Die Jungfrau im Lavendel
was sie tut? In die Wälder laufen? Du sagst selbst, sie weiß gar nicht, wo sie ist.«
Danio ließ sich tiefer in den Sessel gleiten, er schloß die Augen.
»Ich weiß wirklich nicht, was ich tun soll.«
Dido lächelte spöttisch.
»Es ist alles ganz einfach, mein Held. Am besten schläfst du ein paar Stunden. Es wird zwar bald hell, aber du kannst auch nicht früh um sechs in der Villa aufkreuzen, das würden Rose und Marcel sehr merkwürdig finden. Zumal du nie vor elf Uhr aufstehst. Morgen vormittag wirst du feststellen, ob Anita da ist. Falls nicht, hat alles keine Eile. Weder der Wagen, noch die Frage, was wir mit ihr anfangen. Dann macht sie eben Ferien in der Provence. Deine Schwester wird sich von ihrer besten Seite zeigen. Ich werde sie gut füttern und ihr nur noch ganz wenig Wein zu trinken geben.«
Danio streckte die Hand nach ihr aus.
»Meine kluge Schöne! Was täte ich ohne dich?«
Sie zog ihn an der Hand empor, schob ihn zum Lager, fegte die illustrierten Blätter beiseite.
»Da leg dich hin.«
»Komm zu mir.«
»O nein, jetzt nicht. Ich muß noch nachdenken. Sag mal … kannst du denn Anita in Paris nicht anrufen? In welchem Hotel wohnt sie denn?«
»Im Ritz, soviel ich weiß.«
»Na, ist ja wunderbar. Angenommen, sie ist nicht da, rufst du einfach morgen an, sagst, du machst dir Sorgen und fragst, wann sie kommt.«
»Meine kluge Schöne«, wiederholte Danio mit geschlossenen Augen, dann war er eingeschlafen.

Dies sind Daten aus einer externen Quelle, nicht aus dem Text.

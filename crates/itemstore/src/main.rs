use std::sync::Arc;

use anyhow::Result;
use clap::{Parser, ValueEnum};
use listenfd::ListenFd;
use tokio::{net::TcpListener, signal};

use itemstore::{
    app::create_app,
    config::Config,
    logging::{init_tracing, DEFAULT_LOG_FILTER},
    state::AppState,
    storage::InMemoryRepository,
};
use itemstore_core::storage::ItemRepository;

/// Item store - multi-tenant item API (local dev server)
#[derive(Parser, Debug)]
#[command(name = "itemstore")]
#[command(version, about, long_about = None)]
struct Cli {
    /// Host address to bind the server to
    #[arg(long, short = 'H', default_value = "0.0.0.0", env = "HOST")]
    host: String,

    /// Port to listen on
    #[arg(long, short, default_value = "3000", env = "PORT")]
    port: u16,

    /// Storage backend
    #[arg(long, value_enum, default_value_t = Storage::Memory, env = "STORAGE")]
    storage: Storage,
}

#[derive(ValueEnum, Clone, Copy, Debug, PartialEq, Eq)]
enum Storage {
    /// Process-local store, lost on exit
    Memory,
    /// DynamoDB table from `DYNAMODB_TABLE`
    Dynamodb,
}

#[tokio::main]
async fn main() -> Result<()> {
    let cli = Cli::parse();

    init_tracing(DEFAULT_LOG_FILTER);

    let config = Config::from_env();
    let repository = build_repository(cli.storage, &config).await?;
    let state = AppState::new(repository);

    // Build the application router
    let app = create_app(state, config.request_timeout());

    // Auto-reload support via listenfd
    let mut listenfd = ListenFd::from_env();
    let listener = match listenfd.take_tcp_listener(0)? {
        // If we are given a tcp listener on listen fd 0, use that one
        Some(listener) => {
            listener.set_nonblocking(true)?;
            TcpListener::from_std(listener)?
        }
        // Otherwise fall back to CLI-specified host:port
        None => {
            let addr = format!("{}:{}", cli.host, cli.port);
            TcpListener::bind(&addr).await?
        }
    };

    tracing::info!(storage = ?cli.storage, "listening on {}", listener.local_addr()?);

    axum::serve(listener, app)
        .with_graceful_shutdown(shutdown_signal())
        .await?;

    tracing::info!("Server stopped");
    Ok(())
}

#[cfg(feature = "dynamodb")]
async fn build_repository(storage: Storage, config: &Config) -> Result<Arc<dyn ItemRepository>> {
    Ok(match storage {
        Storage::Memory => Arc::new(InMemoryRepository::new()),
        Storage::Dynamodb => {
            let repository = itemstore::storage::DynamoDbRepository::from_config(config).await;
            tracing::info!(table = repository.table_name(), "Using DynamoDB storage");
            Arc::new(repository)
        }
    })
}

#[cfg(not(feature = "dynamodb"))]
async fn build_repository(storage: Storage, _config: &Config) -> Result<Arc<dyn ItemRepository>> {
    match storage {
        Storage::Memory => Ok(Arc::new(InMemoryRepository::new())),
        Storage::Dynamodb => anyhow::bail!("built without the 'dynamodb' feature"),
    }
}

/// Wait for shutdown signals (Ctrl+C or SIGTERM).
async fn shutdown_signal() {
    let ctrl_c = async {
        signal::ctrl_c()
            .await
            .expect("failed to install Ctrl+C handler");
    };

    #[cfg(unix)]
    let terminate = async {
        signal::unix::signal(signal::unix::SignalKind::terminate())
            .expect("failed to install signal handler")
            .recv()
            .await;
    };

    #[cfg(not(unix))]
    let terminate = std::future::pending::<()>();

    tokio::select! {
        _ = ctrl_c => {
            tracing::info!("Received Ctrl+C, shutting down...");
        }
        _ = terminate => {
            tracing::info!("Received SIGTERM, shutting down...");
        }
    }
}
//! Expression builders for projections and partial updates.
//!
//! Payload field names are arbitrary user input, so every path segment is
//! bound through an expression attribute name placeholder.

use std::collections::HashMap;

use aws_sdk_dynamodb::types::AttributeValue;
use serde_json::Value;

use itemstore_core::item::{ItemData, MODIFICATION_INFO_FIELD};

use super::conversions::{value_to_attribute, DATA_ATTRIBUTE, ITEM_ID_ATTRIBUTE, PK_ATTRIBUTE};

const DATA_PLACEHOLDER: &str = "#data";
const PK_PLACEHOLDER: &str = "#pk";

/// A projection expression with its attribute name bindings.
#[derive(Debug, Clone, PartialEq)]
pub struct Projection {
    pub expression: String,
    pub names: HashMap<String, String>,
}

/// Builds a projection over `data.<field>` for each requested field.
///
/// Pattern: `#pk, #data.#f0, #data.#f1, ...`
///
/// `pk` is always projected so an existing record that has none of the fields
/// still comes back as an item.
pub fn projection_expression(fields: &[String]) -> Projection {
    let mut names = HashMap::new();
    names.insert(PK_PLACEHOLDER.to_string(), PK_ATTRIBUTE.to_string());
    names.insert(DATA_PLACEHOLDER.to_string(), DATA_ATTRIBUTE.to_string());

    let mut paths = vec![PK_PLACEHOLDER.to_string()];
    for (index, field) in fields.iter().enumerate() {
        let placeholder = format!("#f{index}");
        names.insert(placeholder.clone(), field.clone());
        paths.push(format!("{DATA_PLACEHOLDER}.{placeholder}"));
    }

    Projection {
        expression: paths.join(", "),
        names,
    }
}

/// A `SET` update expression with its name and value bindings.
#[derive(Debug, Clone, PartialEq)]
pub struct Update {
    pub expression: String,
    pub names: HashMap<String, String>,
    pub values: HashMap<String, AttributeValue>,
}

/// Builds the update expression merging `changes` into the stored payload.
///
/// Top-level fields are assigned at `data.<field>`. An object under
/// `modification_info` is assigned key by key so creation metadata is kept.
/// `item_id` is always re-set to its current value, which keeps the
/// expression non-empty for an empty payload. The `#data` name is bound only
/// when some `data.*` path is assigned.
pub fn update_expression(item_id: &str, changes: &ItemData) -> Update {
    let mut builder = UpdateBuilder::default();
    builder
        .names
        .insert(DATA_PLACEHOLDER.to_string(), DATA_ATTRIBUTE.to_string());

    let item_id_value = builder.bind_value(&Value::String(item_id.to_string()));
    let item_id_name = builder.bind_name(ITEM_ID_ATTRIBUTE);
    builder
        .assignments
        .push(format!("{item_id_name} = {item_id_value}"));

    for (field, value) in changes {
        if field == MODIFICATION_INFO_FIELD
            && value.as_object().is_some_and(|inner| inner.is_empty())
        {
            continue;
        }

        let field_name = builder.bind_name(field);
        match value {
            Value::Object(inner) if field == MODIFICATION_INFO_FIELD => {
                for (key, inner_value) in inner {
                    let key_name = builder.bind_name(key);
                    let placeholder = builder.bind_value(inner_value);
                    builder.assignments.push(format!(
                        "{DATA_PLACEHOLDER}.{field_name}.{key_name} = {placeholder}"
                    ));
                }
            }
            _ => {
                let placeholder = builder.bind_value(value);
                builder
                    .assignments
                    .push(format!("{DATA_PLACEHOLDER}.{field_name} = {placeholder}"));
            }
        }
    }

    // Only the item_id assignment: DynamoDB rejects unused attribute names.
    if builder.assignments.len() == 1 {
        builder.names.remove(DATA_PLACEHOLDER);
    }

    Update {
        expression: format!("SET {}", builder.assignments.join(", ")),
        names: builder.names,
        values: builder.values,
    }
}

#[derive(Default)]
struct UpdateBuilder {
    assignments: Vec<String>,
    names: HashMap<String, String>,
    values: HashMap<String, AttributeValue>,
}

impl UpdateBuilder {
    fn bind_name(&mut self, name: &str) -> String {
        let placeholder = format!("#n{}", self.names.len());
        self.names.insert(placeholder.clone(), name.to_string());
        placeholder
    }

    fn bind_value(&mut self, value: &Value) -> String {
        let placeholder = format!(":v{}", self.values.len());
        self.values
            .insert(placeholder.clone(), value_to_attribute(value));
        placeholder
    }
}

Dido löschte das Licht bis auf eine Kerze. Sie nahm einen Schluck Wein, zündete sich eine Zigarette an. Müde war sie gar nicht. Sie mußte nachdenken.
Wenn einer mit dieser Situation fertig wurde, dann sie. Obzwar, das mußte sie zugeben, Danio hatte gehandelt, aber er hatte nicht überlegt gehandelt. War einfach losgefahren mit dem Mädchen, über zwei Grenzen, gefahren bis zur Erschöpfung, und wenn es schiefgegangen wäre, oder wenn das Mädchen Schwierigkeiten gemacht hätte, säße er jetzt in Untersuchungshaft.
Er kommt zu mir, dachte sie triumphierend. Nur zu mir. Ich werde überlegen, was zu tun ist.
Das erste Grau des Morgens dämmerte in den Fenstern. Es regnete immer noch, sanft und leise nur, es würde aufhören, wenn die Sonne über die Berge kam.
Sie stand leise auf, ging zur Tür und trat ins Freie. Eine wundervolle Luft. Kalt war es geworden in dieser Nacht. Auf den Wiesen lag Nebel. Und die Luft war erfüllt vom Duft des Lavendels, von Thymian und Rosmarin.
Plötzlich schreckte sie hoch.
Da drüben, unter den Bäumen, hatte sich da nicht etwas bewegt? Sie blickte genau hin, aber es war noch zu dunkel, um etwas zu erkennen. Nein, es war nichts.
Doch. Jetzt sah sie es deutlich. Da war ein Mensch. Jetzt trat er heraus aus dem Dunkel der Bäume, blieb stehen, mußte sie genauso sehen wie sie ihn.
Die Polizei. Da war sie schon. Man hatte seine Spur schnell gefunden.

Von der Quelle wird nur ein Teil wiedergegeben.